Tojo Una-Una — Dewan Pimpinan Cabang (DPC) Gerakan Mahasiswa Nasional Indonesia (GMNI) Tojo Una-Una menggelar Rapat Pimpinan Cabang (Rapimcab) perdana di Aula Desa Sansarino, Kabupaten Tojo Una-Una. Kegiatan ini menjadi langkah awal konsolidasi organisasi untuk memperkuat arah gerakan GMNI di daerah tersebut.
Rapimcab perdana DPC GMNI Tojo Una-Una mengusung tema “Reorganisasi Kepemimpinan yang Berintegritas, Visioner, dan Berjiwa Gotong Royong”. Tema ini menegaskan komitmen GMNI dalam membangun kepemimpinan yang solid serta berpijak pada ideologi Marhaenisme sebagai dasar perjuangan organisasi.

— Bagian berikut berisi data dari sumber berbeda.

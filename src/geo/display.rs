//! Log rendering of sun positions, sun times and daily paths.

use chrono::{DateTime, Offset};
use chrono_tz::Tz;

use super::solar::{DailySunPath, SunPosition};
use super::times::{Daylight, SunTimes, SunTimesOrigin};

/// `HH:MM` in the zone the time carries.
pub fn format_time(time: DateTime<Tz>) -> String {
    time.format("%H:%M").to_string()
}

/// `+01:00` style offset of a zone at an instant.
fn format_offset(time: DateTime<Tz>) -> String {
    let secs = time.offset().fix().local_minus_utc();
    let sign = if secs < 0 { '-' } else { '+' };
    let secs = secs.abs();
    format!("{sign}{:02}:{:02}", secs / 3600, (secs % 3600) / 60)
}

fn format_day_length(seconds: i64) -> String {
    format!("{}h {:02}m", seconds / 3600, (seconds % 3600) / 60)
}

/// Log the sun's position at one instant.
pub fn log_sun_position(position: &SunPosition, tz: Tz) {
    let local = position.timestamp.with_timezone(&tz);
    log_block_start!(
        "Sun at {} ({} {})",
        local.format("%Y-%m-%d %H:%M"),
        tz,
        format_offset(local)
    );
    log_indented!("Elevation: {:.1}°", position.elevation_degrees);
    log_indented!("  Azimuth: {:.1}°", position.azimuth_degrees);
    if let Some(event) = position.event {
        log_indented!("    Light: {event}");
    }
}

/// Log sunrise/sunset and the derived windows for one day.
pub fn log_sun_times(times: &SunTimes) {
    let source = match times.origin {
        SunTimesOrigin::Local => "local calculation",
        SunTimesOrigin::Remote => "remote service",
    };
    log_block_start!("Sun times for {} ({})", times.date, source);
    log_indented!("      Solar noon: {}", format_time(times.solar_noon));

    match &times.daylight {
        Daylight::RiseAndSet(w) => {
            log_indented!("  Civil twilight: {}", format_time(w.civil_twilight_begin));
            log_indented!("         Sunrise: {}", format_time(w.sunrise));
            log_indented!(
                "     Golden hour: {} - {}",
                format_time(w.sunrise),
                format_time(w.golden_hour_start)
            );
            log_indented!(
                "     Golden hour: {} - {}",
                format_time(w.golden_hour_end),
                format_time(w.sunset)
            );
            log_indented!("          Sunset: {}", format_time(w.sunset));
            let (evening_start, evening_end) = w.evening_blue_hour();
            log_indented!(
                "       Blue hour: {} - {}",
                format_time(evening_start),
                format_time(evening_end)
            );
            let (morning_start, morning_end) = w.morning_blue_hour();
            log_indented!(
                "  Next blue hour: {} - {} ({})",
                format_time(morning_start),
                format_time(morning_end),
                morning_end.date_naive()
            );
            log_indented!("       Civil end: {}", format_time(w.civil_twilight_end));
        }
        Daylight::PolarDay => {
            log_indented!("The sun does not set on this day (polar day)");
        }
        Daylight::PolarNight => {
            log_indented!("The sun does not rise on this day (polar night)");
        }
    }

    log_indented!("      Day length: {}", format_day_length(times.day_length_seconds()));
}

/// Log an hourly summary of a daily sun path.
pub fn log_sun_path(path: &DailySunPath) {
    log_block_start!("Sun path for {} ({})", path.date, path.timezone);
    for sample in path.samples.iter().step_by(4) {
        let local = sample.timestamp.with_timezone(&path.timezone);
        let event = sample.event.map(|e| e.to_string()).unwrap_or_default();
        log_indented!(
            "{}  {:>6.1}°  {:>5.1}°  {}",
            local.format("%H:%M"),
            sample.elevation_degrees,
            sample.azimuth_degrees,
            event
        );
    }
    if let Some(highest) = path.highest() {
        log_decorated!(
            "Highest sample: {:.1}° at {}",
            highest.elevation_degrees,
            format_time(highest.timestamp.with_timezone(&path.timezone))
        );
    }
}
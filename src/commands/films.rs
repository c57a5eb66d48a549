//! `filmlog films`: list built-in and configured film stocks.

use anyhow::Result;

use crate::constants::DEFAULT_FILM;

pub fn handle_films_command() -> Result<()> {
    let config = super::load_config()?;
    let default_film = config.default_film.as_deref().unwrap_or(DEFAULT_FILM);

    log_version!();
    log_block_start!("Film stocks (reciprocity: c · t^p):");
    for stock in config.film_catalog() {
        let film = &stock.characteristics;
        let marker = if stock.name.eq_ignore_ascii_case(default_film) {
            " (default)"
        } else {
            ""
        };
        log_indented!(
            "{:<14} ISO {:<5} c={:<4} p={:<4}{}",
            stock.name,
            film.iso_rating,
            film.reciprocity_constant,
            film.reciprocity_exponent,
            marker
        );
    }
    log_end!();
    Ok(())
}

pub fn display_help() {
    log_version!();
    log_block_start!("films - List known film stocks");
    log_block_start!("Usage: filmlog films");
    log_block_start!("Custom stocks come from [films.\"Name\"] tables in filmlog.toml");
    log_end!();
}
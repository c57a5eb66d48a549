//! Standard aperture and shutter scales, nearest-value selection and display.

use crate::constants::{CANDIDATE_COUNT, STANDARD_APERTURES, STANDARD_SHUTTER_SPEEDS};

/// Up to `count` values from `scale`, closest to `target` first.
///
/// Equal distances keep the scale's order (the sort is stable).
pub fn nearest_values(scale: &[f64], target: f64, count: usize) -> Vec<f64> {
    let mut ranked: Vec<(f64, f64)> = scale
        .iter()
        .map(|&value| (value, (value - target).abs()))
        .collect();
    ranked.sort_by(|a, b| a.1.total_cmp(&b.1));
    ranked.into_iter().take(count).map(|(value, _)| value).collect()
}

/// The five standard apertures nearest the ideal f-number.
pub fn aperture_candidates(ideal_f_number: f64) -> Vec<f64> {
    nearest_values(&STANDARD_APERTURES, ideal_f_number, CANDIDATE_COUNT)
}

/// The five standard shutter speeds nearest `seconds`.
pub fn shutter_speed_candidates(seconds: f64) -> Vec<f64> {
    nearest_values(&STANDARD_SHUTTER_SPEEDS, seconds, CANDIDATE_COUNT)
}

/// `f/2.8`, `f/11`.
pub fn format_aperture(f_number: f64) -> String {
    format!("f/{}", (f_number * 10.0).round() / 10.0)
}

/// Shutter speed the way a camera dial shows it: `1/125`, `2s`, `4m`.
pub fn format_shutter_speed(seconds: f64) -> String {
    if seconds < 1.0 {
        return format!("1/{}", (1.0 / seconds).round());
    }
    if seconds >= 60.0 && seconds % 60.0 == 0.0 {
        return format!("{}m", seconds / 60.0);
    }
    if seconds.fract() == 0.0 {
        format!("{seconds}s")
    } else {
        format!("{seconds:.1}s")
    }
}

/// A measured duration in seconds as `0.06s`, `37.4s` or `3m 12s`.
pub fn format_duration(seconds: f64) -> String {
    if seconds < 1.0 {
        format!("{seconds:.3}s")
    } else if seconds < 60.0 {
        format!("{seconds:.1}s")
    } else {
        let total = seconds.round() as u64;
        let hours = total / 3600;
        let minutes = (total % 3600) / 60;
        let secs = total % 60;
        if hours > 0 {
            format!("{hours}h {minutes}m {secs}s")
        } else {
            format!("{minutes}m {secs}s")
        }
    }
}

Ketua DPC GMNI Tojo Una-Una, Moh. Ricky M. Nibi, dalam sambutannya menekankan pentingnya peran GMNI sebagai organisasi kader yang harus terus bergerak secara dinamis dan progresif. Menurutnya, penguatan kaderisasi, kerja-kerja advokasi, serta dinamika politik organisasi menjadi agenda utama yang harus dijalankan secara konsisten.
“GMNI Tojo Una-Una harus terus hidup dan bergerak dalam semangat Marhaenisme. Penguatan kader, konsolidasi ideologi, dan kolaborasi gerakan menjadi kunci agar GMNI Tojo Una-Una benar-benar hadir dan berpihak pada persoalan masyarakat, khususnya kaum marhaen,” ujar Ricky.
Sementara itu, perwakilan DPC Persatuan Alumni (PA) GMNI Tojo Una-Una, Sarinah Nidaul, menyoroti pentingnya distribusi kader yang tepat sasaran. Ia menegaskan bahwa penempatan kader harus disesuaikan dengan kompetensi, kapasitas, dan jejaring yang dimiliki.
“Distribusi kader harus sejalan dengan kompetensi, kapasitas, dan jejaring. Ini merupakan tanggung jawab kolektif organisasi agar GMNI Tojo Una-Una mampu melahirkan kader ideologis yang siap berjuang di berbagai sektor,” jelasnya.
Rapimcab GMNI Tojo Una-Una dibuka secara resmi oleh Ketua DPC GMNI Tojo Una-Una dan diikuti oleh seluruh anggota serta kader GMNI dari berbagai tingkatan. Suasana rapat berlangsung khidmat namun penuh semangat kebersamaan.
Melalui Rapimcab ini, DPC GMNI Tojo Una-Una berharap dapat memperkuat konsolidasi internal serta memaksimalkan gerakan organisasi di tengah masyarakat. Kegiatan ini juga diharapkan menjadi momentum penting untuk meneguhkan GMNI Tojo Una-Una sebagai organisasi kader perjuangan yang konsisten memperjuangkan nilai-nilai Marhaenisme dan kepentingan rakyat tertindas.